Seems fine, but the function became larger, and requests may be different, and it is cumbersome to write try-catch every time.

We can recall that asynchronous function returns promise, so we can use .catch to catch the error:

const loadPost = async (postId) => {
	const response = await fetch(`https://jsonplaceholder.typicode.com/posts/${postId}`);
	const data = await response.json();
	console.log(data.title);
};

loadPost(1).catch((e) => console.log(`Error! ${e}`));

This solves the try-catch repetition problem, but does not solve the duplicate code problem. This is where a higher-order function can help.

const loadPost = async (postId) => {
	const response = await fetch(`https://jsonplaceholder.typicode.com/posts/${postId}`);
	const data = await response.json();
	console.log(data.title);
};

// The higher-order function “memorizes” an error handler,
// a query itself, and arguments for the query:
const tryCatchWrapper =
	(handleError) =>
	(reqFn) =>
	(...args) =>
		reqFn(...args).catch(handleError);

// Error handler:
const handleError = (e) => console.log(`Error! ${e}`);

// Memorized a function for error handling:
const errorHandlerWrapper = tryCatchWrapper(handleError);

// Memorized which query we want to execute:
const safelyLoadPost = errorHandlerWrapper(loadPost);

// Executing:
safelyLoadPost(1);

The query remains unchanged, but the tryCatchWrapper function has been added. It takes as argument the handleError function which will handle exceptions and returns a new function.

This new function takes the function of the request we are going to send and returns another function. This final function takes parameters that will be passed to the request function when we call it.

Cleverly, this is also called currying: when we make several functions from one function with several arguments that take one argument each. That way we can “remember” the arguments without calling the function right away, but call it later.

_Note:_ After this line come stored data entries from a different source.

mod event;
mod surface;
mod view;

pub use event::{command_for, LayerCommand, MapEvent};
pub use surface::SurfaceLog;
pub use view::{CommandOutcome, MapView};
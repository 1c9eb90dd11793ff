use anyhow::{Context, Result};
use tracing::{debug, warn};

use crate::feature::parse_features;
use crate::layer::LayerName;
use super::LayerRegistry;

/// Result of replacing a layer's contents.
#[derive(Debug, Clone, Copy, PartialEq, Eq)]
pub enum ApplyOutcome {
    /// The overlay now holds exactly `count` features.
    Replaced { count: usize },
    /// No overlay is registered under the name; nothing changed.
    MissingLayer,
}

impl LayerRegistry {
    /// Replace the contents of the overlay `name` with the features in `geojson`.
    /// The overlay object (and its rule) is kept. Unknown names are a logged no-op:
    /// overlays are only ever created by the factory.
    /// On a parse error the overlay is left untouched.
    pub fn apply(&mut self, name: &LayerName, geojson: &str) -> Result<ApplyOutcome> {
        let Some(overlay) = self.get_mut(name) else {
            warn!(layer = %name, "layer not found, update skipped");
            return Ok(ApplyOutcome::MissingLayer);
        };

        let features = parse_features(geojson)
            .with_context(|| format!("Failed to read GeoJSON for layer {name}"))?;

        overlay.clear();
        overlay.add_features(features);
        debug!(layer = %name, count = overlay.len(), "layer data replaced");
        Ok(ApplyOutcome::Replaced { count: overlay.len() })
    }
}

#[cfg(test)]
mod tests {
    use super::*;
    use crate::map::SurfaceLog;

    fn targets(ids: &[&str]) -> String {
        let features: Vec<String> = ids.iter().enumerate()
            .map(|(i, id)| format!(
                r#"{{"type":"Feature","properties":{{"id":"{id}"}},"geometry":{{"type":"Point","coordinates":[{i},{i}]}}}}"#
            ))
            .collect();
        format!(r#"{{"type":"FeatureCollection","features":[{}]}}"#, features.join(","))
    }

    #[test]
    fn apply_replaces_previous_contents() {
        let mut registry = LayerRegistry::initialize(&mut SurfaceLog::default());
        let name = LayerName::ApprovedTargets;

        registry.apply(&name, &targets(&["a", "b", "c"])).unwrap();
        let outcome = registry.apply(&name, &targets(&["d", "e"])).unwrap();

        assert_eq!(outcome, ApplyOutcome::Replaced { count: 2 });
        let overlay = registry.get(&name).unwrap();
        assert_eq!(overlay.to_feature_collection().feature_ids(), vec!["d", "e"]);
    }

    #[test]
    fn apply_on_unregistered_name_changes_nothing() {
        let mut registry = LayerRegistry::initialize(&mut SurfaceLog::default());
        let before: Vec<usize> = registry.overlays().map(|o| o.len()).collect();

        let outcome = registry.apply(&LayerName::parse("unknown_layer"), &targets(&["x"])).unwrap();

        assert_eq!(outcome, ApplyOutcome::MissingLayer);
        assert!(!registry.contains(&LayerName::parse("unknown_layer")));
        let after: Vec<usize> = registry.overlays().map(|o| o.len()).collect();
        assert_eq!(before, after);
    }

    #[test]
    fn parse_errors_leave_the_overlay_untouched() {
        let mut registry = LayerRegistry::initialize(&mut SurfaceLog::default());
        let name = LayerName::Targets;
        registry.apply(&name, &targets(&["a"])).unwrap();

        assert!(registry.apply(&name, "{broken").is_err());
        assert_eq!(registry.get(&name).unwrap().len(), 1);
    }

    #[test]
    fn depot_features_are_rendered_as_composites() {
        let mut registry = LayerRegistry::initialize(&mut SurfaceLog::default());
        registry.apply(&LayerName::DepotPoints, &targets(&["d1", "d2"])).unwrap();

        let overlay = registry.get(&LayerName::DepotPoints).unwrap();
        assert!(overlay.entries().iter().all(|e| e.depot().is_some()));
    }
}
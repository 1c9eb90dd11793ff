mod graphql;
#[cfg(feature = "http")]
mod http;
mod types;

use anyhow::Result;

pub use graphql::{
    decode_depots, decode_map_assets, decode_response, decode_tessellation, decode_update_map_assets,
    GraphqlError, GraphqlRequest, GraphqlResponse, GENERATE_DEPOTS, GENERATE_TESSELLATION,
    GET_MAP_ASSETS, UPDATE_MAP_ASSETS,
};
#[cfg(feature = "http")]
pub use http::GraphqlClient;
pub use types::{DepotParams, GeojsonFile, MapAsset, MapQuery, TessellationParams, UpdateResult};

/// Server operations the synchronizer depends on.
/// Any `Err` is a transport failure (network, HTTP status, or GraphQL `errors`).
pub trait AssetClient {
    fn map_assets(&self, query: &MapQuery) -> Result<Vec<MapAsset>>;

    fn update_map_assets(&self, location_id: &str, job_id: &str, files: &[GeojsonFile]) -> Result<UpdateResult>;

    fn generate_tessellation(&self, location_id: &str, job_id: &str, params: &TessellationParams) -> Result<MapAsset>;

    fn generate_depots(&self, location_id: &str, job_id: &str, params: &DepotParams) -> Result<MapAsset>;
}
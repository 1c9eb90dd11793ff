use std::{borrow::Cow, collections::HashSet};

use anyhow::{anyhow, bail, Result};
use geo::Point;
use rand::Rng;
use serde::{Deserialize, Serialize};

use crate::feature::{Feature, FeatureCollection, GeometryKind};
use super::{DepotEntry, LayerName, LayerRule, PathStyle, SubObject};

/// Overlay-local identifier of one rendered entry. Never reused within an overlay.
#[derive(Debug, Clone, Copy, PartialEq, Eq, Hash, PartialOrd, Ord, Serialize, Deserialize)]
pub struct FeatureHandle(pub u64);

/// Edit affordances offered by the map's editing toolbar.
#[derive(Debug, Clone, Copy, PartialEq, Eq, Serialize)]
pub struct EditOptions {
    pub editable: bool,
    pub draggable: bool,
    pub removable: bool,
}

impl EditOptions {
    pub const LOCKED: EditOptions = EditOptions { editable: false, draggable: false, removable: false };
}

#[derive(Debug, Clone, PartialEq)]
enum Rendered {
    Plain(Feature),
    Depot(DepotEntry),
}

/// One feature as rendered by its overlay's rule.
#[derive(Debug, Clone, PartialEq)]
pub struct OverlayEntry {
    handle: FeatureHandle,
    rendered: Rendered,
    color: Option<String>, // per-feature color, micro-routes only
    hovered: bool,
}

impl OverlayEntry {
    #[inline] pub fn handle(&self) -> FeatureHandle { self.handle }

    #[inline] pub fn is_hovered(&self) -> bool { self.hovered }

    pub fn feature(&self) -> &Feature {
        match &self.rendered {
            Rendered::Plain(feature) => feature,
            Rendered::Depot(depot) => depot.feature(),
        }
    }

    pub fn depot(&self) -> Option<&DepotEntry> {
        match &self.rendered {
            Rendered::Depot(depot) => Some(depot),
            Rendered::Plain(_) => None,
        }
    }

    /// Visual parts of this entry. Plain features have a single feature-bearing part.
    pub fn sub_objects(&self) -> Vec<SubObject<'_>> {
        match &self.rendered {
            Rendered::Plain(feature) => vec![SubObject::Marker { feature, position: feature.position() }],
            Rendered::Depot(depot) => depot.sub_objects(),
        }
    }

    fn into_feature(self) -> Feature {
        match self.rendered {
            Rendered::Plain(feature) => feature,
            Rendered::Depot(depot) => depot.into_feature(),
        }
    }
}

/// A named, live collection of rendered features.
#[derive(Debug, Clone)]
pub struct Overlay {
    rule: LayerRule,
    entries: Vec<OverlayEntry>,
    next_handle: u64,
    edit: EditOptions,
}

impl Overlay {
    pub fn new(rule: LayerRule) -> Self {
        let edit = EditOptions {
            editable: rule.editable,
            draggable: rule.draggable,
            removable: rule.editable,
        };
        Self { rule, entries: Vec::new(), next_handle: 0, edit }
    }

    #[inline] pub fn name(&self) -> &LayerName { &self.rule.name }
    #[inline] pub fn rule(&self) -> &LayerRule { &self.rule }
    #[inline] pub fn len(&self) -> usize { self.entries.len() }
    #[inline] pub fn is_empty(&self) -> bool { self.entries.is_empty() }
    #[inline] pub fn entries(&self) -> &[OverlayEntry] { &self.entries }
    #[inline] pub fn edit_options(&self) -> EditOptions { self.edit }

    pub fn set_edit_options(&mut self, edit: EditOptions) { self.edit = edit; }

    pub fn entry(&self, handle: FeatureHandle) -> Option<&OverlayEntry> {
        self.entries.iter().find(|e| e.handle == handle)
    }

    pub fn features(&self) -> impl Iterator<Item = &Feature> + '_ {
        self.entries.iter().map(OverlayEntry::feature)
    }

    /// First entry whose `properties.id` equals `id`.
    pub fn find_by_id(&self, id: &str) -> Option<FeatureHandle> {
        self.entries.iter()
            .find(|e| e.feature().feature_id().as_deref() == Some(id))
            .map(|e| e.handle)
    }

    pub fn clear(&mut self) { self.entries.clear(); }

    /// Render `feature` with this overlay's rule and add it.
    pub fn add_feature(&mut self, feature: Feature) -> FeatureHandle {
        let handle = FeatureHandle(self.next_handle);
        self.next_handle += 1;

        let single_point = feature.geometry.as_ref().is_some_and(|g| g.kind == GeometryKind::Point);
        let rendered = if self.rule.is_composite() && single_point {
            Rendered::Depot(DepotEntry::new(feature))
        } else {
            Rendered::Plain(feature)
        };
        let color = self.rule.color_per_feature.then(|| self.pick_color());

        self.entries.push(OverlayEntry { handle, rendered, color, hovered: false });
        handle
    }

    pub fn add_features(&mut self, features: impl IntoIterator<Item = Feature>) -> Vec<FeatureHandle> {
        features.into_iter().map(|f| self.add_feature(f)).collect()
    }

    /// Remove an entry, returning its feature data.
    pub fn remove(&mut self, handle: FeatureHandle) -> Option<Feature> {
        let idx = self.entries.iter().position(|e| e.handle == handle)?;
        Some(self.entries.remove(idx).into_feature())
    }

    pub fn popup(&self, handle: FeatureHandle) -> Option<String> {
        self.rule.popup.render(self.entry(handle)?.feature())
    }

    /// Current path style of an entry, with per-feature color and hover overrides applied.
    pub fn path_style(&self, handle: FeatureHandle) -> Option<PathStyle> {
        let entry = self.entry(handle)?;
        let mut style = self.rule.path.clone()?;
        if let Some(color) = &entry.color {
            style.color = Cow::Owned(color.clone());
        }
        if let (true, Some(hover)) = (entry.hovered, self.rule.hover) {
            style.weight = hover.weight;
            style.dash_array = hover.dash_array;
        }
        Some(style)
    }

    /// Set hover state; returns false when the handle is unknown or the layer has no hover style.
    pub fn set_hovered(&mut self, handle: FeatureHandle, hovered: bool) -> bool {
        if self.rule.hover.is_none() { return false; }
        match self.entries.iter_mut().find(|e| e.handle == handle) {
            Some(entry) => { entry.hovered = hovered; true }
            None => false,
        }
    }

    /// Move a depot marker while dragging (circle follows), or commit the final position.
    pub fn reposition_depot(&mut self, handle: FeatureHandle, position: Point<f64>, commit: bool) -> Result<()> {
        if !self.edit.draggable {
            bail!("Layer {} does not allow dragging", self.rule.name);
        }
        let entry = self.entries.iter_mut().find(|e| e.handle == handle)
            .ok_or_else(|| anyhow!("No feature {:?} in layer {}", handle, self.rule.name))?;
        let Rendered::Depot(depot) = &mut entry.rendered else {
            bail!("Feature {:?} in layer {} is not a depot", handle, self.rule.name);
        };
        if commit {
            depot.commit(position)
        } else {
            depot.drag_to(position);
            Ok(())
        }
    }

    /// Feature data of every entry, reading only feature-bearing sub-objects.
    pub fn to_feature_collection(&self) -> FeatureCollection {
        self.entries.iter()
            .flat_map(|e| e.sub_objects())
            .filter_map(|part| part.feature())
            .cloned()
            .collect()
    }

    /// Random hex color not yet used by another entry of this overlay.
    fn pick_color(&self) -> String {
        let used: HashSet<&str> = self.entries.iter().filter_map(|e| e.color.as_deref()).collect();
        let mut rng = rand::rng();
        loop {
            let color = format!("#{:06x}", rng.random_range(0..=0xFF_FFFFu32));
            if !used.contains(color.as_str()) {
                return color;
            }
        }
    }
}

#[cfg(test)]
mod tests {
    use super::*;
    use crate::layer::LayerFactory;
    use serde_json::json;

    fn route(id: &str) -> Feature {
        serde_json::from_value(json!({
            "type": "Feature",
            "properties": { "id": id },
            "geometry": { "type": "LineString", "coordinates": [[0.0, 0.0], [1.0, 1.0]] },
        })).unwrap()
    }

    #[test]
    fn handles_are_not_reused_after_removal() {
        let mut overlay = LayerFactory.create(&LayerName::Targets);
        let a = overlay.add_feature(Feature::point("a", Point::new(0.0, 0.0)));
        overlay.remove(a).unwrap();
        let b = overlay.add_feature(Feature::point("b", Point::new(0.0, 0.0)));
        assert_ne!(a, b);
        assert_eq!(overlay.find_by_id("b"), Some(b));
        assert_eq!(overlay.find_by_id("a"), None);
    }

    #[test]
    fn routes_get_distinct_colors_and_hover_styles() {
        let mut overlay = LayerFactory.create(&LayerName::MicroRoutes);
        let handles = overlay.add_features((0..50).map(|i| route(&format!("r{i}"))));

        let colors: HashSet<String> = handles.iter()
            .map(|h| overlay.path_style(*h).unwrap().color.into_owned())
            .collect();
        assert_eq!(colors.len(), 50);
        assert!(colors.iter().all(|c| c.len() == 7 && c.starts_with('#')));

        let first = handles[0];
        let resting = overlay.path_style(first).unwrap();
        assert!(overlay.set_hovered(first, true));
        let hovered = overlay.path_style(first).unwrap();
        assert_eq!(hovered.weight, 5.0);
        assert_eq!(hovered.dash_array, None);
        assert_eq!(hovered.color, resting.color);

        overlay.set_hovered(first, false);
        assert_eq!(overlay.path_style(first).unwrap(), resting);
    }

    #[test]
    fn layers_without_hover_ignore_hover_requests() {
        let mut overlay = LayerFactory.create(&LayerName::VoronoiCells);
        let cell = overlay.add_feature(route("c1"));
        assert!(!overlay.set_hovered(cell, true));
    }

    #[test]
    fn multi_point_depots_stay_plain_features() {
        let mut overlay = LayerFactory.create(&LayerName::DepotPoints);
        let cluster: Feature = serde_json::from_value(json!({
            "type": "Feature",
            "properties": { "id": "cluster" },
            "geometry": { "type": "MultiPoint", "coordinates": [[0.0, 0.0], [1.0, 1.0]] },
        })).unwrap();
        let handle = overlay.add_feature(cluster.clone());

        assert!(overlay.entry(handle).unwrap().depot().is_none());
        assert!(overlay.reposition_depot(handle, Point::new(2.0, 2.0), true).is_err());
        assert_eq!(overlay.to_feature_collection().features, vec![cluster]);
    }

    #[test]
    fn depot_overlay_exports_one_feature_per_depot() {
        let mut overlay = LayerFactory.create(&LayerName::DepotPoints);
        let d1 = overlay.add_feature(Feature::point("d1", Point::new(1.0, 1.0)));
        overlay.add_feature(Feature::point("d2", Point::new(2.0, 2.0)));

        assert_eq!(overlay.entry(d1).unwrap().sub_objects().len(), 2);
        let exported = overlay.to_feature_collection();
        assert_eq!(exported.feature_ids(), vec!["d1", "d2"]);
    }

    #[test]
    fn dragging_requires_a_draggable_depot_layer() {
        let mut targets = LayerFactory.create(&LayerName::ApprovedTargets);
        let t1 = targets.add_feature(Feature::point("t1", Point::new(0.0, 0.0)));
        assert!(targets.reposition_depot(t1, Point::new(1.0, 1.0), true).is_err());

        let mut depots = LayerFactory.create(&LayerName::DepotPoints);
        let d1 = depots.add_feature(Feature::point("d1", Point::new(0.0, 0.0)));
        depots.reposition_depot(d1, Point::new(3.0, 4.0), true).unwrap();
        assert_eq!(depots.entry(d1).unwrap().feature().position(), Some(Point::new(3.0, 4.0)));

        depots.set_edit_options(EditOptions::LOCKED);
        assert!(depots.reposition_depot(d1, Point::new(5.0, 6.0), true).is_err());
    }
}
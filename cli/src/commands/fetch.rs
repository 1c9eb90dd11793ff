use std::path::PathBuf;

use anyhow::{Context, Result};
use brushmap::{GraphqlClient, MapSync, MapView, SurfaceLog};
use tracing::info;

use crate::io::{layer_path, write_file};

pub fn run(cli: &crate::cli::Cli, args: &crate::cli::FetchArgs) -> Result<()> {
    let out_dir: PathBuf = args.output.clone().unwrap_or(".".into());
    let client = GraphqlClient::new(&cli.client_config())?;

    let mut view = MapView::new(SurfaceLog::default());
    let mut sync = MapSync::new(args.query());
    let report = sync.fetch(&mut view, &client)
        .with_context(|| format!("fetch layers from {}", client.endpoint()))?;

    for name in &report.skipped {
        eprintln!("[fetch] skipped layer {name}");
    }
    for (name, count) in &report.applied {
        let collection = view.registry().export_layer(name)
            .with_context(|| format!("layer {name} disappeared after apply"))?;
        let path = layer_path(&out_dir, name.as_str());
        write_file(&path, &collection.to_geojson_string()?, args.force)?;
        info!(layer = %name, features = count, path = %path.display(), "layer written");
        println!("{name}: {count} features -> {}", path.display());
    }
    Ok(())
}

All this together allows us to write several error handlers, which will apply different functions depending on our purposes. For example, if we want to use a different handler for some request, we can pass in a different function as an argument:

// One handler:
const handleError = (e) => console.log(`Error! ${e}`);
const errorHandlerWrapper = tryCatchWrapper(handleError);

// Another:
const handleErrorDifferently = (e) => console.log(`Wow! It is all different now`);
const otherErrorHandlerWrapper = tryCatchWrapper(handleErrorDifferently);

And there will be no code duplication, because all the processing is inside tryCatchWrapper.